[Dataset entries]
========================

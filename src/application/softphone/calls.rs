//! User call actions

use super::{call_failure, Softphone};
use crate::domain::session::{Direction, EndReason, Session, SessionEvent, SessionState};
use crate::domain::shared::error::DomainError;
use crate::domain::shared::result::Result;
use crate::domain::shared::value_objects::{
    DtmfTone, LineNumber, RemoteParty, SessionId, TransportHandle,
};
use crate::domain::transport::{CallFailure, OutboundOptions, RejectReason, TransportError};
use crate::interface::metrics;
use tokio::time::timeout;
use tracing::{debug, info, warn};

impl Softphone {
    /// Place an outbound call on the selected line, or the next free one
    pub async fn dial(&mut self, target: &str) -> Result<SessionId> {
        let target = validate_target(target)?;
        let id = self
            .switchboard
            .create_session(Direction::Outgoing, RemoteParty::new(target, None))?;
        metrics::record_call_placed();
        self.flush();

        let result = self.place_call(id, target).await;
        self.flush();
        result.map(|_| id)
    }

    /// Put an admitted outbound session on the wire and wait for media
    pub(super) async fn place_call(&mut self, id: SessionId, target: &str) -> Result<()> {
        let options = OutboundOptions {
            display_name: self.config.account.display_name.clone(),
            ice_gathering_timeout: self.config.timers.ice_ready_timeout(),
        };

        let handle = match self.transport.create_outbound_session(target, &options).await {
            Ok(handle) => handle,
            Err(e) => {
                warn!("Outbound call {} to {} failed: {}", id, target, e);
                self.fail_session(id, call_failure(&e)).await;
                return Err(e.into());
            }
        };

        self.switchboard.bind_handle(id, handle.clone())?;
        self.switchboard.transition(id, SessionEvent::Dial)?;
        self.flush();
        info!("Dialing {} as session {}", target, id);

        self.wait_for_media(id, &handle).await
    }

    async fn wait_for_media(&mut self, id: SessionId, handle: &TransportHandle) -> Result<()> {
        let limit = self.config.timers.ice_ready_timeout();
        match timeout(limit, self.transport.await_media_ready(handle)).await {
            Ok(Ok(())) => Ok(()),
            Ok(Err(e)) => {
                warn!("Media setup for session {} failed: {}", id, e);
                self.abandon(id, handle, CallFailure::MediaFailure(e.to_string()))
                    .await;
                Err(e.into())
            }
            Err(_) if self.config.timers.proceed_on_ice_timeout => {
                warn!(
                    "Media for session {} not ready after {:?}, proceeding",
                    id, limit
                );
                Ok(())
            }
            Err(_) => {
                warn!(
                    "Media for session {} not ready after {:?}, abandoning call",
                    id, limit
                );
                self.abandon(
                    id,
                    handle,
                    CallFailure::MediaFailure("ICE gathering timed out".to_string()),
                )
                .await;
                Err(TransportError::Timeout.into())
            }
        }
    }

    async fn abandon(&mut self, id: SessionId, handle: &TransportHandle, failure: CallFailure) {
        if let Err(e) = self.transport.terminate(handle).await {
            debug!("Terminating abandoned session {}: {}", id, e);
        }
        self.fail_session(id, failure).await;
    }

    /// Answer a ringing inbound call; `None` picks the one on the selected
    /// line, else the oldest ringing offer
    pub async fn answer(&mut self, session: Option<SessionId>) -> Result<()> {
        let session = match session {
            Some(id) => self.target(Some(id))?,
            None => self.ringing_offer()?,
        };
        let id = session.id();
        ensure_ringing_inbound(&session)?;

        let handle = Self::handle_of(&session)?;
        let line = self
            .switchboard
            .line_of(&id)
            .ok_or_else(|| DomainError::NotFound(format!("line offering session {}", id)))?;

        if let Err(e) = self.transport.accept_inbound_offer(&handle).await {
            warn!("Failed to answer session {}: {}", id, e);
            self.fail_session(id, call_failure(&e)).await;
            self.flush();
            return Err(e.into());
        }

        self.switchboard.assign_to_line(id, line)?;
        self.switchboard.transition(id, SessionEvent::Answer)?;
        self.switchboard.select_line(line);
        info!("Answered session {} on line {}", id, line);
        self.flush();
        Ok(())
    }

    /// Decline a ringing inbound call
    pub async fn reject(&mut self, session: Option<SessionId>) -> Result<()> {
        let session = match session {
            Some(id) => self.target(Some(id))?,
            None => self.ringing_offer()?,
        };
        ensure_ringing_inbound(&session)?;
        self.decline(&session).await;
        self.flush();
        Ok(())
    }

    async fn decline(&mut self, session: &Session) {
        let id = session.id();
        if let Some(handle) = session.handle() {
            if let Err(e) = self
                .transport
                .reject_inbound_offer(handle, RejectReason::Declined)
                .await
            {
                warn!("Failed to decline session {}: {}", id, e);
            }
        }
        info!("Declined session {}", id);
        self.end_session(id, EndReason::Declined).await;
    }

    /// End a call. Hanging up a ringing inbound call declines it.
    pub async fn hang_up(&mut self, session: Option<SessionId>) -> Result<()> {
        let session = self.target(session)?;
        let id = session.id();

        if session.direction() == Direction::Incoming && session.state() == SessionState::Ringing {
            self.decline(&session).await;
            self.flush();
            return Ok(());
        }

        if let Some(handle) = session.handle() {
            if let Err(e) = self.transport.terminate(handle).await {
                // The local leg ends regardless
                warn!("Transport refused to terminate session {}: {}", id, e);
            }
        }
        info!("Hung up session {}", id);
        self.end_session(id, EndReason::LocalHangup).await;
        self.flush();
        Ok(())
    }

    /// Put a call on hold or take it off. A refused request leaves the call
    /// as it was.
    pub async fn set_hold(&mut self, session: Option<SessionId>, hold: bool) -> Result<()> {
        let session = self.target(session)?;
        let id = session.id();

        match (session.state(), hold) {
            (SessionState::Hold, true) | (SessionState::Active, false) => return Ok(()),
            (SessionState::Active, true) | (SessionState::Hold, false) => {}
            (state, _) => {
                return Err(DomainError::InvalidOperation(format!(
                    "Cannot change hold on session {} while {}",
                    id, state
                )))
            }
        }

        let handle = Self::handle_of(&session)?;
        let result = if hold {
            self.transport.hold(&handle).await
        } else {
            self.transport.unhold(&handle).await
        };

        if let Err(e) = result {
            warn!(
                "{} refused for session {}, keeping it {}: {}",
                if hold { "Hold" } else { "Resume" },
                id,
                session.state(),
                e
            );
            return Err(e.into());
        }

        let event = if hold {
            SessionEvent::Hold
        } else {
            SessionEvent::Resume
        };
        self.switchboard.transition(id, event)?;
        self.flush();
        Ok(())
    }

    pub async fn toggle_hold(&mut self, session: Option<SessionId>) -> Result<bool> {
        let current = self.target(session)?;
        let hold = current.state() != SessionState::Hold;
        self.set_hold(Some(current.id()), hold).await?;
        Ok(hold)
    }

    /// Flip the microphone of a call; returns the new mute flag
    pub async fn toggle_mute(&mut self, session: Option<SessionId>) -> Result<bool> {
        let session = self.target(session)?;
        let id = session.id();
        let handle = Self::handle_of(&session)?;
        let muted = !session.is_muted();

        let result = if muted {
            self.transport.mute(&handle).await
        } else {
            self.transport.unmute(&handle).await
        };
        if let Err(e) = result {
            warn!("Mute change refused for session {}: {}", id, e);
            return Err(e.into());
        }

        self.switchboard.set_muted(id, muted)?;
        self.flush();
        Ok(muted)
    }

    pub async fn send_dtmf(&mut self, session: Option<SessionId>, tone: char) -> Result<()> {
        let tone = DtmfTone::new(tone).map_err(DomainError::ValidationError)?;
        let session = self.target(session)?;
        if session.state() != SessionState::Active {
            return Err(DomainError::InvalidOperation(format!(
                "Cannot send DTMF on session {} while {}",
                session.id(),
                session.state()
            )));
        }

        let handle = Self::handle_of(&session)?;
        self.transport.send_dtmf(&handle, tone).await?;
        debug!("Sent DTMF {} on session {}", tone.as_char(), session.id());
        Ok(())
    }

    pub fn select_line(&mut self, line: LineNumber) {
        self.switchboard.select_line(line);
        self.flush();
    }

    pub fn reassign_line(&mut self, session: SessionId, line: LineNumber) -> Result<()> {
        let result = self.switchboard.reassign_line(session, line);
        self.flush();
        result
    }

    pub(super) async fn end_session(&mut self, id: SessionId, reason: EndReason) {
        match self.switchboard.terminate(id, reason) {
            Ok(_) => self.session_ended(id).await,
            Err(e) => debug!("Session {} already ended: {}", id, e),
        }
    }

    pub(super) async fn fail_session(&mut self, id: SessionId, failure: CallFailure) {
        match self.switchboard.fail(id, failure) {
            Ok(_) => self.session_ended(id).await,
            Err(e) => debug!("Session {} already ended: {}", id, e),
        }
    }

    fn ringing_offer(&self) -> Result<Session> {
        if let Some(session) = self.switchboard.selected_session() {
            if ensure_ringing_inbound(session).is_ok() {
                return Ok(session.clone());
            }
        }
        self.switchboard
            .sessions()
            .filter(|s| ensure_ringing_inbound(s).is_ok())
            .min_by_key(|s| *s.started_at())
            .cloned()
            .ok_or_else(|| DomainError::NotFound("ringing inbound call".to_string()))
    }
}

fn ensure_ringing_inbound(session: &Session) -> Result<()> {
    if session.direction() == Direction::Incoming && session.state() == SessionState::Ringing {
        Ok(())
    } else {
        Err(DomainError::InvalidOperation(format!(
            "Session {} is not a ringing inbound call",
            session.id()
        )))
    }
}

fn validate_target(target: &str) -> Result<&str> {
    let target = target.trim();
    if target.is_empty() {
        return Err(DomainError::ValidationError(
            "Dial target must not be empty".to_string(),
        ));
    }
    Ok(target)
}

========================

Task instructions: Among the records above, determine how many lines contain "None", then report the number only.

Response for this exercise: 4